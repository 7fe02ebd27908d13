//! Presentation surfaces.
//!
//! A surface exposes the three regions a render cycle writes to (counter,
//! acquisition time, table) plus a notice area for fetch errors. The
//! renderer never looks regions up by itself; it is handed a surface.

use std::collections::VecDeque;
use std::path::PathBuf;

use crate::errors::RoadtailError;

/// Maximum number of error notices kept on a page.
pub const MAX_NOTICES: usize = 50;

/// Write operations a render cycle needs.
pub trait Surface {
    /// Replace the counter text.
    fn set_count(&mut self, text: &str);

    /// Replace the acquisition-time text.
    fn set_timestamp(&mut self, text: &str);

    /// Replace the whole table region with `html`.
    fn set_table(&mut self, html: String);

    /// Append one notice fragment without touching other regions.
    fn append_notice(&mut self, html: String);

    /// Publish the current state, called once at the end of every cycle.
    ///
    /// # Errors
    ///
    /// Returns an error if the surface could not be published.
    fn flush(&mut self) -> impl Future<Output = Result<(), RoadtailError>> + Send {
        async { Ok(()) }
    }
}

/// In-memory page holding the rendered regions.
#[derive(Debug, Clone, Default, PartialEq, Eq)]
pub struct HtmlPage {
    count: String,
    timestamp: String,
    table: String,
    notices: VecDeque<String>,
}

impl HtmlPage {
    #[must_use]
    pub fn count(&self) -> &str {
        &self.count
    }

    #[must_use]
    pub fn timestamp(&self) -> &str {
        &self.timestamp
    }

    #[must_use]
    pub fn table(&self) -> &str {
        &self.table
    }

    pub fn notices(&self) -> impl Iterator<Item = &str> {
        self.notices.iter().map(String::as_str)
    }

    /// The four regions as an HTML fragment.
    #[must_use]
    pub fn regions(&self) -> String {
        let notices: String = self.notices().collect();
        format!(
            r#"<p class="summary"><span id="incidentcount">{count}</span> as of <span id="thetime">{time}</span></p>
<div id="TableHere">{table}</div>
<div id="datahere">{notices}</div>"#,
            count = escape_html(&self.count),
            time = escape_html(&self.timestamp),
            table = self.table(),
        )
    }

    /// A standalone HTML document with the regions.
    #[must_use]
    pub fn document(&self) -> String {
        format!(
            r#"<!DOCTYPE html>
<html lang="en">
<head>
    <meta charset="UTF-8">
    <meta name="viewport" content="width=device-width, initial-scale=1.0">
    <title>Road Events</title>
    <style>{PAGE_CSS}</style>
</head>
<body>
{regions}
</body>
</html>
"#,
            regions = self.regions(),
        )
    }
}

impl Surface for HtmlPage {
    fn set_count(&mut self, text: &str) {
        text.clone_into(&mut self.count);
    }

    fn set_timestamp(&mut self, text: &str) {
        text.clone_into(&mut self.timestamp);
    }

    fn set_table(&mut self, html: String) {
        self.table = html;
    }

    fn append_notice(&mut self, html: String) {
        if self.notices.len() >= MAX_NOTICES {
            self.notices.pop_front();
        }
        self.notices.push_back(html);
    }
}

/// Page that rewrites an HTML file every time it is flushed.
#[derive(Debug)]
pub struct PageFile {
    page: HtmlPage,
    path: PathBuf,
}

impl PageFile {
    #[must_use]
    pub fn new(path: impl Into<PathBuf>) -> Self {
        Self {
            page: HtmlPage::default(),
            path: path.into(),
        }
    }

    #[must_use]
    pub fn page(&self) -> &HtmlPage {
        &self.page
    }
}

impl Surface for PageFile {
    fn set_count(&mut self, text: &str) {
        self.page.set_count(text);
    }

    fn set_timestamp(&mut self, text: &str) {
        self.page.set_timestamp(text);
    }

    fn set_table(&mut self, html: String) {
        self.page.set_table(html);
    }

    fn append_notice(&mut self, html: String) {
        self.page.append_notice(html);
    }

    async fn flush(&mut self) -> Result<(), RoadtailError> {
        // Readers never see a half-written page
        let tmp = self.path.with_extension("html.tmp");
        tokio::fs::write(&tmp, self.page.document()).await?;
        tokio::fs::rename(&tmp, &self.path).await?;
        Ok(())
    }
}

/// Escape text for insertion into HTML content or attribute values.
#[must_use]
pub fn escape_html(input: &str) -> String {
    input
        .replace('&', "&amp;")
        .replace('<', "&lt;")
        .replace('>', "&gt;")
        .replace('"', "&quot;")
        .replace('\'', "&#39;")
}

const PAGE_CSS: &str = r"
body { font-family: -apple-system, BlinkMacSystemFont, sans-serif; margin: 2rem; color: #1f2937; }
.summary { font-weight: 600; }
#theTable { border-collapse: collapse; width: 100%; }
#theTable td { border-bottom: 1px solid #e5e7eb; padding: 0.5rem; vertical-align: top; }
.datecell { white-space: nowrap; width: 14rem; }
.noevents { color: #6b7280; font-style: italic; }
.error { color: #b91c1c; }
";
//! Data models for Open511 event feed responses.
//!
//! These structures follow the JSON format served by Open511 endpoints
//! such as DriveBC. Decoding is permissive: optional sections default to
//! empty values and unknown geometry degrades to [`Geography::Other`].

use serde::{Deserialize, Deserializer, Serialize};

use crate::geo;

/// Top-level response from an Open511 `/events` endpoint.
///
/// Produced fresh on every fetch; nothing is carried across cycles.
#[derive(Debug, Clone, Deserialize)]
pub struct EventFeed {
    /// Road events in feed order
    pub events: Vec<EventRecord>,

    /// Paging information, when the server sends it
    #[serde(default)]
    pub pagination: Option<Pagination>,

    /// Feed metadata, when the server sends it
    #[serde(default)]
    pub meta: Option<Meta>,
}

impl EventFeed {
    /// Whether the server holds more events than this response carries.
    #[must_use]
    pub fn is_truncated(&self) -> bool {
        self.pagination
            .as_ref()
            .is_some_and(|p| p.next_url.is_some())
    }
}

/// Paging block of an Open511 response.
#[derive(Debug, Clone, Deserialize)]
pub struct Pagination {
    /// Set when the server has more events than it returned
    pub next_url: Option<String>,
}

/// Metadata block of an Open511 response.
#[derive(Debug, Clone, Deserialize)]
pub struct Meta {
    /// API version string
    pub version: Option<String>,
}

/// A single road event. Read-only once decoded.
#[derive(Debug, Clone, Deserialize)]
pub struct EventRecord {
    /// Stable Open511 identifier (`jurisdiction/ID`)
    #[serde(default)]
    pub id: Option<String>,

    /// Short category label (INCIDENT, CONSTRUCTION, ...)
    #[serde(default, deserialize_with = "null_as_default")]
    pub event_type: String,

    /// Subtype tags; the first one is the primary subtype
    #[serde(default, deserialize_with = "null_as_default")]
    pub event_subtypes: Vec<String>,

    /// Roads affected; the first one is shown
    #[serde(default, deserialize_with = "null_as_default")]
    pub roads: Vec<Road>,

    /// Free text, may contain markup-unsafe characters
    #[serde(default, deserialize_with = "null_as_default")]
    pub description: String,

    /// Short headline
    #[serde(default)]
    pub headline: Option<String>,

    /// ACTIVE or ARCHIVED
    #[serde(default)]
    pub status: Option<String>,

    /// MINOR, MODERATE, MAJOR or UNKNOWN
    #[serde(default)]
    pub severity: Option<String>,

    /// Creation time, kept as the feed's display string
    #[serde(default, deserialize_with = "null_as_default")]
    pub created: String,

    /// Last update time, kept as the feed's display string
    #[serde(default, deserialize_with = "null_as_default")]
    pub updated: String,

    /// Location, absent for some events
    #[serde(default, deserialize_with = "lenient_geography")]
    pub geography: Option<Geography>,
}

impl EventRecord {
    /// First subtype tag, if any.
    #[must_use]
    pub fn primary_subtype(&self) -> Option<&str> {
        self.event_subtypes.first().map(String::as_str)
    }

    /// Name of the first road, or an empty string.
    #[must_use]
    pub fn primary_road(&self) -> &str {
        self.roads
            .first()
            .and_then(|r| r.name.as_deref())
            .unwrap_or("")
    }
}

/// A road reference.
#[derive(Debug, Clone, Deserialize)]
pub struct Road {
    pub name: Option<String>,
    /// BOTH, N, S, E, W, ...
    pub direction: Option<String>,
}

/// Event geometry.
///
/// Coordinates are GeoJSON order: `[lon, lat]`.
#[derive(Debug, Clone, PartialEq, Deserialize)]
#[serde(tag = "type")]
pub enum Geography {
    Point { coordinates: Vec<f64> },
    LineString { coordinates: Vec<Vec<f64>> },
    #[serde(other)]
    Other,
}

/// Treat an explicit `null` like a missing field.
fn null_as_default<'de, D, T>(deserializer: D) -> Result<T, D::Error>
where
    D: Deserializer<'de>,
    T: Deserialize<'de> + Default,
{
    Option::<T>::deserialize(deserializer).map(Option::unwrap_or_default)
}

/// Decode geography without letting one bad shape fail the whole feed.
fn lenient_geography<'de, D>(deserializer: D) -> Result<Option<Geography>, D::Error>
where
    D: Deserializer<'de>,
{
    let value = Option::<serde_json::Value>::deserialize(deserializer)?;
    Ok(value.map(|v| Geography::deserialize(v).unwrap_or(Geography::Other)))
}

/// Simplified event for output.
///
/// This is the normalized structure we emit in JSON/NDJSON output.
#[derive(Debug, Clone, Serialize)]
pub struct OutputEvent {
    pub id: Option<String>,
    pub headline: Option<String>,
    pub status: Option<String>,
    pub event_type: String,
    pub subtype: Option<String>,
    pub road: String,
    pub severity: Option<String>,
    pub description: String,
    pub created: String,
    pub updated: String,
    pub map_url: Option<String>,
}

impl From<&EventRecord> for OutputEvent {
    fn from(e: &EventRecord) -> Self {
        let map_url = geo::map_url(e.geography.as_ref());
        Self {
            id: e.id.clone(),
            headline: e.headline.clone(),
            status: e.status.clone(),
            event_type: e.event_type.clone(),
            subtype: e.primary_subtype().map(str::to_string),
            road: e.primary_road().to_string(),
            severity: e.severity.clone(),
            description: e.description.clone(),
            created: e.created.clone(),
            updated: e.updated.clone(),
            map_url: (!map_url.is_empty()).then_some(map_url),
        }
    }
}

○ ○ ○

What this task involves: Every line above from the line with "the whole feed." to the line with "impl From<&EventRecord> for", both included, must be reproduced exactly, and no other line may appear.

Written solution:
/// Decode geography without letting one bad shape fail the whole feed.
fn lenient_geography<'de, D>(deserializer: D) -> Result<Option<Geography>, D::Error>
where
    D: Deserializer<'de>,
{
    let value = Option::<serde_json::Value>::deserialize(deserializer)?;
    Ok(value.map(|v| Geography::deserialize(v).unwrap_or(Geography::Other)))
}

/// Simplified event for output.
///
/// This is the normalized structure we emit in JSON/NDJSON output.
#[derive(Debug, Clone, Serialize)]
pub struct OutputEvent {
    pub id: Option<String>,
    pub headline: Option<String>,
    pub status: Option<String>,
    pub event_type: String,
    pub subtype: Option<String>,
    pub road: String,
    pub severity: Option<String>,
    pub description: String,
    pub created: String,
    pub updated: String,
    pub map_url: Option<String>,
}

impl From<&EventRecord> for OutputEvent {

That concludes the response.